__Problem description__. Would you set down each line of the data below exactly?
##### Data shown #####
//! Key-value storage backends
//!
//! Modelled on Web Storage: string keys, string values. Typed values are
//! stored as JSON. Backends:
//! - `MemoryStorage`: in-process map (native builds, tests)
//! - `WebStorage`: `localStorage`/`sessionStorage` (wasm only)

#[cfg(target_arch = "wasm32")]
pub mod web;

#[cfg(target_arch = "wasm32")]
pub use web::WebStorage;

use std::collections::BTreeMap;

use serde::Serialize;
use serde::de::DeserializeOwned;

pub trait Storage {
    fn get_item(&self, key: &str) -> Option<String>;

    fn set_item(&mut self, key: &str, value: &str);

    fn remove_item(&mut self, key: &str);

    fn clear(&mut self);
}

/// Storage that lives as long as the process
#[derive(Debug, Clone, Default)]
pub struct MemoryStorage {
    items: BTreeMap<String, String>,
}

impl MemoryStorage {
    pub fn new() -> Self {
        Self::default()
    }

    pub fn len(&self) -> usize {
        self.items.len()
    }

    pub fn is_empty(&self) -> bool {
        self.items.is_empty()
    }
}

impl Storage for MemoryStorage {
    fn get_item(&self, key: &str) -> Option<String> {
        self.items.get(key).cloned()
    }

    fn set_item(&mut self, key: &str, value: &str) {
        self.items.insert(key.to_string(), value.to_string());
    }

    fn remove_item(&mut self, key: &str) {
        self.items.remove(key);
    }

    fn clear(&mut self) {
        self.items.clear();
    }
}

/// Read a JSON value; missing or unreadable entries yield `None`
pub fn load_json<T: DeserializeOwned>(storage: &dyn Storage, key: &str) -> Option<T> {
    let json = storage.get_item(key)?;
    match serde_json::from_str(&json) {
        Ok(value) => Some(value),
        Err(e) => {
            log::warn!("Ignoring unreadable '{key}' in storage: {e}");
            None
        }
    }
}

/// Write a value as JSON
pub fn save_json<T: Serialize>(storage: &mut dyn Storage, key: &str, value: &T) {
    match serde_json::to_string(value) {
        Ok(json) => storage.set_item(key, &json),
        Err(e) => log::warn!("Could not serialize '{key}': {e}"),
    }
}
#####
__Problem solution__.
//! Key-value storage backends
//!
//! Modelled on Web Storage: string keys, string values. Typed values are
//! stored as JSON. Backends:
//! - `MemoryStorage`: in-process map (native builds, tests)
//! - `WebStorage`: `localStorage`/`sessionStorage` (wasm only)

#[cfg(target_arch = "wasm32")]
pub mod web;

#[cfg(target_arch = "wasm32")]
pub use web::WebStorage;

use std::collections::BTreeMap;

use serde::Serialize;
use serde::de::DeserializeOwned;

pub trait Storage {
    fn get_item(&self, key: &str) -> Option<String>;

    fn set_item(&mut self, key: &str, value: &str);

    fn remove_item(&mut self, key: &str);

    fn clear(&mut self);
}

/// Storage that lives as long as the process
#[derive(Debug, Clone, Default)]
pub struct MemoryStorage {
    items: BTreeMap<String, String>,
}

impl MemoryStorage {
    pub fn new() -> Self {
        Self::default()
    }

    pub fn len(&self) -> usize {
        self.items.len()
    }

    pub fn is_empty(&self) -> bool {
        self.items.is_empty()
    }
}

impl Storage for MemoryStorage {
    fn get_item(&self, key: &str) -> Option<String> {
        self.items.get(key).cloned()
    }

    fn set_item(&mut self, key: &str, value: &str) {
        self.items.insert(key.to_string(), value.to_string());
    }

    fn remove_item(&mut self, key: &str) {
        self.items.remove(key);
    }

    fn clear(&mut self) {
        self.items.clear();
    }
}

/// Read a JSON value; missing or unreadable entries yield `None`
pub fn load_json<T: DeserializeOwned>(storage: &dyn Storage, key: &str) -> Option<T> {
    let json = storage.get_item(key)?;
    match serde_json::from_str(&json) {
        Ok(value) => Some(value),
        Err(e) => {
            log::warn!("Ignoring unreadable '{key}' in storage: {e}");
            None
        }
    }
}

/// Write a value as JSON
pub fn save_json<T: Serialize>(storage: &mut dyn Storage, key: &str, value: &T) {
    match serde_json::to_string(value) {
        Ok(json) => storage.set_item(key, &json),
        Err(e) => log::warn!("Could not serialize '{key}': {e}"),
    }
}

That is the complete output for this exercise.